Maha el-Kadiri, a spokeswoman for the Moroccan Agency for Solar Energy (Masen), describes the projects as "at the avant-garde of solar", and the technology is certainly different and cutting-edge. Rather than being based on photovoltaic cells, CSP uses sun-tracking concave mirrors – each of them 12 meters high and numbering 500,000 just for the first phase, Noor-1 – to focus the heat on steel pipes carrying a synthetic heat-transfer solution. The fluid is heated to close to 400 degrees centigrade before transferring that heat to the water of the power-generating turbines. It’s a very different technology from photovoltaics, and is more expensive, but has one significant advantage: the heat can be stored. For Noor-1, the storage capacity (using molten salt, not, as the Guardian article reported, molten sand) will be around three hours, but for later phases this will extend to eight hours. When the project is completed, it will be capable of storage amounting to several thousand MW-hours.
It will be fascinating to see how this project evolves, and how it can overcome a number of challenges. As the Guardian reports:
The potential for solar power from the desert has been known for decades. In the days after the Chernobyl nuclear accident in 1986 the German particle physicist, Gerhard Knies, calculated that the world’s deserts receive enough energy in a few hours to provide for humanity’s power needs for a whole year.
Of course there is immense power capacity in the planet’s arid lands – just as there is in geothermal and tidal energy. But that’s not the point – there are any number of thorny and currently unanswerable questions:
The challenge though, has been capturing that energy and transporting it to the population centres where it is required.
The Noor project can supply much of Morocco’s internal demand, but it is looking to export electricity and, as the collapse of the Desertec project dramatically demonstrated, this is essentially impossible under today’s conditions. Desertec failed not only through internal wrangling, but also in the face of insurmountable political, legal and regulatory hurdles – the foundation for a power grid and interconnectors linking North African countries is simply not there, and, perhaps more surprisingly, it’s not there in Europe either.

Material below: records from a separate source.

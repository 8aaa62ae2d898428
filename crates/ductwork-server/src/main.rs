//! Ductwork Server - responder endpoint of the FIFO transport.
//!
//! Serves one client session over FIFO channels in the agreed directory:
//! data queries against a CSV data set, byte-range file queries against a
//! served directory, and dynamic channel negotiation on the control
//! channel.

use anyhow::Result;
use clap::Parser;
use ductwork_core::{Responder, Settings};
use std::path::PathBuf;
use tracing::{info, Level};
use tracing_subscriber::FmtSubscriber;

#[derive(Parser, Debug)]
#[command(name = "ductwork-server")]
#[command(about = "FIFO transport responder")]
struct Args {
    /// Maximum message size in bytes (32..=4096)
    #[arg(short = 'm', long)]
    max_message: Option<usize>,

    /// Directory the channel FIFOs live in
    #[arg(long)]
    dir: Option<PathBuf>,

    /// Worker thread count
    #[arg(short, long, default_value = "4")]
    workers: usize,

    /// Root of the per-subject CSV data set
    #[arg(long, default_value = "data")]
    data_root: PathBuf,

    /// Root directory served for file queries
    #[arg(long, default_value = "files")]
    file_root: PathBuf,

    /// Enable debug logging
    #[arg(short, long)]
    debug: bool,
}

fn main() -> Result<()> {
    let args = Args::parse();

    // Set up logging
    let log_level = if args.debug { Level::DEBUG } else { Level::INFO };
    FmtSubscriber::builder()
        .with_max_level(log_level)
        .with_target(false)
        .with_thread_ids(false)
        .compact()
        .init();

    info!("Starting Ductwork Server");

    let mut settings = Settings::from_env()?
        .with_data_root(args.data_root)
        .with_file_root(args.file_root)
        .with_workers(args.workers)?;
    if let Some(dir) = args.dir {
        settings = settings.with_channel_dir(dir);
    }
    if let Some(max) = args.max_message {
        settings = settings.with_max_message(max)?;
    }

    // An interrupted server must not leave FIFOs behind; a stale control
    // pair would deadlock the next session's open.
    let chan_dir = settings.channel_dir.clone();
    ctrlc::set_handler(move || {
        remove_channel_fifos(&chan_dir);
        std::process::exit(130);
    })?;

    Responder::new(settings)?.run()?;
    info!("Ductwork Server exited cleanly");
    Ok(())
}

/// Unlink every channel FIFO under `dir`.
fn remove_channel_fifos(dir: &std::path::Path) {
    let Ok(entries) = std::fs::read_dir(dir) else {
        return;
    };
    for entry in entries.flatten() {
        let path = entry.path();
        let is_fifo_name = path
            .extension()
            .is_some_and(|ext| ext == "req" || ext == "rep");
        if is_fifo_name {
            let _ = std::fs::remove_file(&path);
        }
    }
}
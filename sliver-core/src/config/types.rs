//! Configuration type definitions
//!
//! Render configuration is set by the host application and passed
//! explicitly to every paint call. It can be stored in flash as
//! postcard-serialized binary data.

#[cfg(feature = "serde")]
use serde::{Deserialize, Serialize};

/// Current configuration layout version
pub const CONFIG_VERSION: u8 = 1;

/// Default text cursor blink half-period (ms)
pub const DEFAULT_CURSOR_BLINK_MS: u16 = 500;

/// Maximum serialized config size (binary)
pub const MAX_CONFIG_SIZE: usize = 16;

/// How finely drawing work is sliced
///
/// The level is only ever consulted by the generic paint loop and the frame
/// scheduler; element implementations never see it.
#[derive(Debug, Clone, Copy, PartialEq, Eq, PartialOrd, Ord, Default)]
#[cfg_attr(feature = "defmt", derive(defmt::Format))]
#[cfg_attr(feature = "serde", derive(Serialize, Deserialize))]
pub enum PreemptionLevel {
    /// No preemption: a scheduler call draws as much as it can
    Level0,
    /// Return to the caller after every element
    #[default]
    Level1,
    /// Return after every single draw-state transition
    Level2,
}

impl PreemptionLevel {
    /// The paint loop must stop after exactly one step
    pub fn single_step(self) -> bool {
        self == PreemptionLevel::Level2
    }

    /// The scheduler must return after each finished element
    pub fn yields_between_elements(self) -> bool {
        self != PreemptionLevel::Level0
    }
}

/// Configuration errors
#[derive(Debug, Clone, Copy, PartialEq, Eq)]
#[cfg_attr(feature = "defmt", derive(defmt::Format))]
pub enum ConfigError {
    /// Deserialization failed
    Deserialize,
    /// Serialization failed (buffer too small)
    Serialize,
    /// Stored config has an unsupported layout
    VersionMismatch { found: u8 },
}

/// Render configuration
#[derive(Debug, Clone, Copy, PartialEq, Eq)]
#[cfg_attr(feature = "defmt", derive(defmt::Format))]
#[cfg_attr(feature = "serde", derive(Serialize, Deserialize))]
pub struct RenderConfig {
    /// Layout version
    pub version: u8,
    /// Preemption policy for paint calls
    pub preemption: PreemptionLevel,
    /// Text cursor blink half-period (ms)
    pub cursor_blink_ms: u16,
}

impl RenderConfig {
    pub const fn new() -> Self {
        Self {
            version: CONFIG_VERSION,
            preemption: PreemptionLevel::Level1,
            cursor_blink_ms: DEFAULT_CURSOR_BLINK_MS,
        }
    }

    /// Same configuration with a different preemption level
    pub const fn with_preemption(self, preemption: PreemptionLevel) -> Self {
        Self { preemption, ..self }
    }

    /// Decode a postcard-serialized configuration
    #[cfg(feature = "serde")]
    pub fn from_bytes(bytes: &[u8]) -> Result<Self, ConfigError> {
        let config: RenderConfig =
            postcard::from_bytes(bytes).map_err(|_| ConfigError::Deserialize)?;

        if config.version != CONFIG_VERSION {
            warn!(
                "Config version mismatch: found {}, expected {}",
                config.version,
                CONFIG_VERSION
            );
            return Err(ConfigError::VersionMismatch {
                found: config.version,
            });
        }

        Ok(config)
    }

    /// Encode into `buf`, returning the used part
    #[cfg(feature = "serde")]
    pub fn to_slice<'b>(&self, buf: &'b mut [u8]) -> Result<&'b mut [u8], ConfigError> {
        postcard::to_slice(self, buf).map_err(|_| ConfigError::Serialize)
    }
}

impl Default for RenderConfig {
    fn default() -> Self {
        Self::new()
    }
}
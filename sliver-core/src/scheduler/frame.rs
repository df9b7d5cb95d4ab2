//! Frame scheduler
//!
//! Walks the screen's layers back to front and drives each damaged
//! element's draw state machine. A frame goes through
//! `Ready → PreFrame → (PreLayer → Drawing → PostLayer)* → Ready`; the
//! phase is written only here.
//!
//! `advance` never blocks: it returns whenever an element parks on an asset
//! stream or the preemption level asks for a break, and the next call
//! resumes at the same element. Later elements in a layer are never painted
//! before an earlier parked one.

use super::layer::LayerId;
use super::screen::Screen;
use crate::damage::bounding_box;
use crate::geometry::Rect;
use crate::paint::{paint, PaintContext, Paintable};
use crate::traits::AssetSource;

/// Frame phase
#[derive(Debug, Clone, Copy, PartialEq, Eq, Default)]
#[cfg_attr(feature = "defmt", derive(defmt::Format))]
pub enum FramePhase {
    /// No frame in progress
    #[default]
    Ready,
    /// Frame about to start
    PreFrame,
    /// Collecting the next layer's damage
    PreLayer,
    /// Painting the current layer's elements
    Drawing,
    /// Current layer finished
    PostLayer,
}

/// Result of one `advance` call
#[derive(Debug, Clone, Copy, PartialEq, Eq)]
#[cfg_attr(feature = "defmt", derive(defmt::Format))]
pub enum AdvanceOutcome {
    /// Nothing to draw
    Idle,
    /// Frame in progress; call again
    Yielded,
    /// Frame finished
    FrameComplete,
}

/// Counters for host inspection
#[derive(Debug, Clone, Copy, PartialEq, Eq, Default)]
#[cfg_attr(feature = "defmt", derive(defmt::Format))]
pub struct FrameStats {
    /// Frames completed
    pub frames: u32,
    /// `paint` calls issued
    pub paint_calls: u32,
    /// Times an element entered a wait state on an asset stream
    pub parks: u32,
}

/// Frame scheduler state
#[derive(Debug, Default)]
pub struct FrameScheduler {
    phase: FramePhase,
    /// Index of the layer being drawn
    layer: u8,
    /// Damaged region of the layer being drawn
    region: Rect,
    stats: FrameStats,
}

impl FrameScheduler {
    pub const fn new() -> Self {
        Self {
            phase: FramePhase::Ready,
            layer: 0,
            region: Rect::new(0, 0, 0, 0),
            stats: FrameStats {
                frames: 0,
                paint_calls: 0,
                parks: 0,
            },
        }
    }

    pub fn phase(&self) -> FramePhase {
        self.phase
    }

    /// Layer being drawn, if a frame is in progress
    pub fn current_layer(&self) -> Option<LayerId> {
        match self.phase {
            FramePhase::Ready | FramePhase::PreFrame => None,
            _ => Some(LayerId(self.layer)),
        }
    }

    pub fn stats(&self) -> FrameStats {
        self.stats
    }

    /// Progress time-based logic and the current frame
    ///
    /// `dt_ms` is the time elapsed since the previous call. The context may
    /// be a different one on every call: the clip of the layer being drawn
    /// is restored from the scheduler before any element is painted.
    pub fn advance<E, A, const L: usize, const N: usize>(
        &mut self,
        dt_ms: u32,
        screen: &mut Screen<E, L, N>,
        ctx: &mut PaintContext<'_, A>,
    ) -> AdvanceOutcome
    where
        E: Paintable<A>,
        A: AssetSource,
    {
        screen.update(dt_ms);

        if self.phase == FramePhase::Ready {
            if !screen.has_damage() {
                return AdvanceOutcome::Idle;
            }
            self.phase = FramePhase::PreFrame;
        }

        // Clip already applied to `ctx` during this call
        let mut clipped = false;

        loop {
            match self.phase {
                FramePhase::Ready => return AdvanceOutcome::Idle,
                FramePhase::PreFrame => {
                    debug!("frame {} start", self.stats.frames);
                    ctx.surface.begin_frame();
                    self.layer = 0;
                    self.phase = FramePhase::PreLayer;
                }
                FramePhase::PreLayer => {
                    let Some(layer) = screen.layer_mut(LayerId(self.layer)) else {
                        ctx.surface.end_frame();
                        self.stats.frames = self.stats.frames.wrapping_add(1);
                        self.phase = FramePhase::Ready;
                        debug!("frame complete");
                        return AdvanceOutcome::FrameComplete;
                    };

                    let damage = layer.take_damage();
                    let Some(region) = bounding_box(&damage) else {
                        self.layer += 1;
                        continue;
                    };
                    let marked = layer.mark_damaged(&damage);
                    debug!(
                        "layer {} begin: {} damage rects, {} elements",
                        self.layer,
                        damage.len(),
                        marked
                    );

                    self.region = region;
                    ctx.clip = region;
                    ctx.surface.set_clip(region);
                    clipped = true;
                    ctx.surface.begin_layer(layer.id(), region);
                    self.phase = FramePhase::Drawing;
                }
                FramePhase::Drawing => {
                    let Some(layer) = screen.layer_mut(LayerId(self.layer)) else {
                        self.phase = FramePhase::PostLayer;
                        continue;
                    };
                    let Some(id) = layer.next_pending() else {
                        self.phase = FramePhase::PostLayer;
                        continue;
                    };
                    if !layer.is_shown(id) {
                        // Hidden since its layer was marked
                        if let Some(element) = layer.get_mut(id) {
                            element.base_mut().invalidate();
                        }
                        layer.clear_pending(id);
                        continue;
                    }
                    let Some(element) = layer.get_mut(id) else {
                        layer.clear_pending(id);
                        continue;
                    };

                    if !clipped {
                        ctx.clip = self.region;
                        ctx.surface.set_clip(self.region);
                        clipped = true;
                    }

                    self.stats.paint_calls = self.stats.paint_calls.wrapping_add(1);
                    let before = element.base().draw_state();
                    let state = paint(element, ctx);

                    if state.is_done() {
                        layer.clear_pending(id);
                        if ctx.config.preemption.yields_between_elements() {
                            return AdvanceOutcome::Yielded;
                        }
                    } else {
                        if state.is_wait() && state != before {
                            trace!("element {} parked", id.index());
                            self.stats.parks = self.stats.parks.wrapping_add(1);
                        }
                        return AdvanceOutcome::Yielded;
                    }
                }
                FramePhase::PostLayer => {
                    ctx.surface.end_layer(LayerId(self.layer));
                    self.layer += 1;
                    self.phase = FramePhase::PreLayer;
                }
            }
        }
    }
}
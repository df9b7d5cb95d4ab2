//! Asset stream traits
//!
//! Image and glyph data can live in storage much slower than local memory
//! (external flash, for example). Requesting such data returns a resumable
//! reader; each `run()` moves the transfer forward by a bounded amount and
//! pushes whatever became available to the surface. Nothing here blocks or
//! spawns background work: a pending reader only makes progress when the
//! element owning it is painted again.

use super::surface::Surface;
use crate::geometry::{Color, Point, Rect, Size};

/// Progress of a streamed fetch
#[derive(Debug, Clone, Copy, PartialEq, Eq)]
#[cfg_attr(feature = "defmt", derive(defmt::Format))]
pub enum StreamStatus {
    /// More `run()` calls are needed
    Pending,
    /// Transfer complete; the reader can be released
    Finished,
}

/// Image identifier in the asset source
#[derive(Debug, Clone, Copy, PartialEq, Eq, Hash)]
#[cfg_attr(feature = "defmt", derive(defmt::Format))]
pub struct ImageId(pub u16);

/// Font identifier in the asset source
#[derive(Debug, Clone, Copy, PartialEq, Eq, Hash)]
#[cfg_attr(feature = "defmt", derive(defmt::Format))]
pub struct FontId(pub u16);

/// Fixed-advance font metrics used for line layout
#[derive(Debug, Clone, Copy, PartialEq, Eq)]
#[cfg_attr(feature = "defmt", derive(defmt::Format))]
pub struct FontMetrics {
    /// Horizontal distance between glyph origins (pixels)
    pub advance: u16,
    /// Vertical distance between line origins (pixels)
    pub line_height: u16,
}

/// One line of text to stream to the surface
#[derive(Debug, Clone, Copy)]
pub struct TextRun<'a> {
    pub font: FontId,
    pub text: &'a str,
    /// Top-left corner of the first glyph
    pub origin: Point,
    pub color: Color,
    pub clip: Rect,
}

/// Resumable handle for an in-progress fetch
pub trait AssetReader {
    /// Current transfer status
    fn status(&self) -> StreamStatus;

    /// Advance the transfer by a bounded amount
    fn run(&mut self, surface: &mut dyn Surface);

    fn is_finished(&self) -> bool {
        self.status() == StreamStatus::Finished
    }
}

/// Provider of images, fonts and the readers that stream them
pub trait AssetSource {
    type Reader: AssetReader;

    /// Pixel size of an image, or `None` if the image does not exist
    fn image_size(&self, image: ImageId) -> Option<Size>;

    /// Start streaming `image` with its top-left corner at `origin`
    ///
    /// The returned reader may already be finished if the data was local.
    fn open_image(&mut self, image: ImageId, origin: Point, clip: Rect) -> Option<Self::Reader>;

    /// Metrics of `font`, or `None` if the font does not exist
    fn font_metrics(&self, font: FontId) -> Option<FontMetrics>;

    /// Start streaming the glyphs of one text line
    fn open_text(&mut self, run: &TextRun<'_>) -> Option<Self::Reader>;
}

Ahmed Baroudi, manager of Société d’Investissements Energétiques, the national renewable energy investment firm, is quoted as saying that “We are already involved in high tension transportation lines to cover the full south of Morocco and Mauritania as a first step” and, on an extraordinary scale, both economically and politically, “The [ultimate] objective given by his majesty the king is Mecca.”
And then there are the questions about how much of the surface of the arid ecosystem we are prepared to cover with generating facilities, how much water these projects will ultimately require and what is the life of the installations. But we have to give Morocco a great deal of credit for testing this potential.